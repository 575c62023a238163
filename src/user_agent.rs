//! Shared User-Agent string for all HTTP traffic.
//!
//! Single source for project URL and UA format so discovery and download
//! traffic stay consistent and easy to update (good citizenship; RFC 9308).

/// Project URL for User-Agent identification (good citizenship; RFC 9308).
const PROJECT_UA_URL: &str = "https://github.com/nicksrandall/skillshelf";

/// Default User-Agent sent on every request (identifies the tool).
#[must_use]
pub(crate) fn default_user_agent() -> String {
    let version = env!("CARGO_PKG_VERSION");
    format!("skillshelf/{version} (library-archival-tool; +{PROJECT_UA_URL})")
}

___

§ DIRECTIONS:
Find every line with "version" in the listing and state how many there are, nothing else.

§ RESPONSE AREA:
2